In face of the failure of Mali’s government to secure its territory against the terrorists, it seems an okay thing for the French to step in, claiming they are protecting Mali. Thus does imperialism become the unlikely ‘benefactor’. How do we bring ourselves to condemn the French when they are helping?

And then, out of Nazareth comes some good. In Minnesota, US, a Benedictine monk who had been following the wanton destruction around Timbuktu in horror, decided to offer a helping hand. Father Columba Stewart of St. Joseph’s Abbey got in touch with the Imams of the Three Great Mosques of Timbuktu, and undertook to lead a team of experts to Mali to rescue whatever there was that could be rescued.

It comes across as strange that a Catholic monk should be the one to volunteer to try and salvage Islamic literature from the destructive activities of those who claim to be defenders of the so-called Caliphate. It seems as counter-instinctive as one can imagine. What would the interest be for this monk, whose concern should surely be in spreading ‘the Word’ according to the Bible, pulling smouldering bits and pieces of Quranic teachings out of the bonfire started by Muslims?

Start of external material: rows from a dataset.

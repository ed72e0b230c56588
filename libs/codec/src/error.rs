//! Codec-level errors for message framing and payload serialization
//!
//! Framing faults (bad magic, version, checksum, HMAC) are protocol
//! violations; payload faults (unknown serializer, refused type tag) are
//! serialization errors. Oversized bodies get their own variant so callers
//! can report them without parsing a message string.

use thiserror::Error;

/// Errors raised while encoding or decoding a message
#[derive(Debug, Error, Clone, PartialEq)]
pub enum CodecError {
    /// Buffer is too small to contain the expected structure
    #[error("Message too small: need {need} bytes, got {got} (context: {context})")]
    MessageTooSmall {
        need: usize,
        got: usize,
        context: String,
    },

    /// Protocol magic marker validation failed
    #[error("Invalid magic marker: expected {expected:?}, got {actual:?} (indicates: {diagnosis})")]
    InvalidMagic {
        expected: [u8; 4],
        actual: [u8; 4],
        diagnosis: String,
    },

    /// Protocol version is not supported by this codec
    #[error("Unsupported protocol version {version}: supported version is {supported}")]
    UnsupportedVersion { version: u16, supported: u16 },

    /// Header checksum does not match the header fields
    #[error("Header checksum mismatch: expected {expected:#010x}, calculated {calculated:#010x}")]
    ChecksumMismatch { expected: u32, calculated: u32 },

    /// Message type number is not recognized
    #[error("Unknown message type {msg_type}")]
    UnknownMessageType { msg_type: u16 },

    /// Body exceeds the configured maximum
    #[error("Message too large: {size} bytes exceeds maximum {max}")]
    MessageTooLarge { size: usize, max: usize },

    /// Annotation blocks are malformed
    #[error("Invalid annotation at offset {offset}: {reason}")]
    InvalidAnnotation { offset: usize, reason: String },

    /// HMAC missing, unexpected or wrong
    #[error("Message authentication failed: {reason}")]
    Authentication { reason: String },

    /// Serializer id is unknown or not on the accepted list
    #[error("Serializer {id} is not accepted (accepted: {accepted})")]
    SerializerNotAccepted { id: u16, accepted: String },

    /// Payload could not be encoded or decoded
    #[error("Serialization failed ({serializer}): {message}")]
    Serialize { serializer: String, message: String },

    /// Custom value carries a type tag without a registered codec
    #[error("No codec registered for type tag '{tag}'")]
    UnknownTypeTag { tag: String },
}

/// Result type alias for codec operations
pub type Result<T> = std::result::Result<T, CodecError>;

impl CodecError {
    pub fn message_too_small(need: usize, got: usize, context: impl Into<String>) -> Self {
        Self::MessageTooSmall {
            need,
            got,
            context: context.into(),
        }
    }

    /// Create InvalidMagic error with a guess at what went wrong
    pub fn invalid_magic(expected: [u8; 4], actual: [u8; 4]) -> Self {
        let diagnosis = if actual == [0; 4] {
            "uninitialized buffer"
        } else if actual.iter().all(u8::is_ascii_alphabetic) {
            "peer speaks a different protocol"
        } else {
            "data corruption or framing error"
        };

        Self::InvalidMagic {
            expected,
            actual,
            diagnosis: diagnosis.to_string(),
        }
    }

    pub fn message_too_large(size: usize, max: usize) -> Self {
        Self::MessageTooLarge { size, max }
    }

    pub fn invalid_annotation(offset: usize, reason: impl Into<String>) -> Self {
        Self::InvalidAnnotation {
            offset,
            reason: reason.into(),
        }
    }

    pub fn authentication(reason: impl Into<String>) -> Self {
        Self::Authentication {
            reason: reason.into(),
        }
    }

    pub fn serialize(serializer: impl Into<String>, message: impl ToString) -> Self {
        Self::Serialize {
            serializer: serializer.into(),
            message: message.to_string(),
        }
    }

    pub fn unknown_type_tag(tag: impl Into<String>) -> Self {
        Self::UnknownTypeTag { tag: tag.into() }
    }

    /// True for faults in the payload rather than the frame
    pub fn is_serialization(&self) -> bool {
        matches!(
            self,
            CodecError::Serialize { .. }
                | CodecError::SerializerNotAccepted { .. }
                | CodecError::UnknownTypeTag { .. }
        )
    }

    /// Get error category for logging
    pub fn category(&self) -> &'static str {
        match self {
            CodecError::MessageTooSmall { .. }
            | CodecError::InvalidMagic { .. }
            | CodecError::UnsupportedVersion { .. }
            | CodecError::ChecksumMismatch { .. }
            | CodecError::UnknownMessageType { .. }
            | CodecError::InvalidAnnotation { .. } => "framing",
            CodecError::MessageTooLarge { .. } => "size",
            CodecError::Authentication { .. } => "security",
            _ => "serialization",
        }
    }
}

It boils down to the eternal conflict between the untiring quest for knowledge by some on the one hand, and the nefarious obscurantism of those others who have found bliss in not knowing and safety in ignorance on the other.

Like the Buddha statues that the Taliban bomb-destroyed in Afghanistan, the manuscripts of Timbuktu belong to our common world heritage, something of incredible value that links us to our shared past and projects us into a common future.

Strangely, the term Taliban translates as Students, which makes you wonder about the nature of students who want to destroy recorded history. Even stranger is the phenomenon of the destruction of Muslim knowledge of antiquity by would-be Muslims of some strange persuasion completely out of sync with the teaching of their own religion which urges them to seek knowledge “as far away as China.”

Father Stewart may, in the fullness of time, be recognised as the one who did the good deed when there could not have been any compulsion to do so except an unquenchable thirst for knowledge.

Jenerali Ulimwengu is chairman of the board of the Raia Mwema newspaper and an advocate of the High Court in Dar es Salaam. E-mail: [email protected]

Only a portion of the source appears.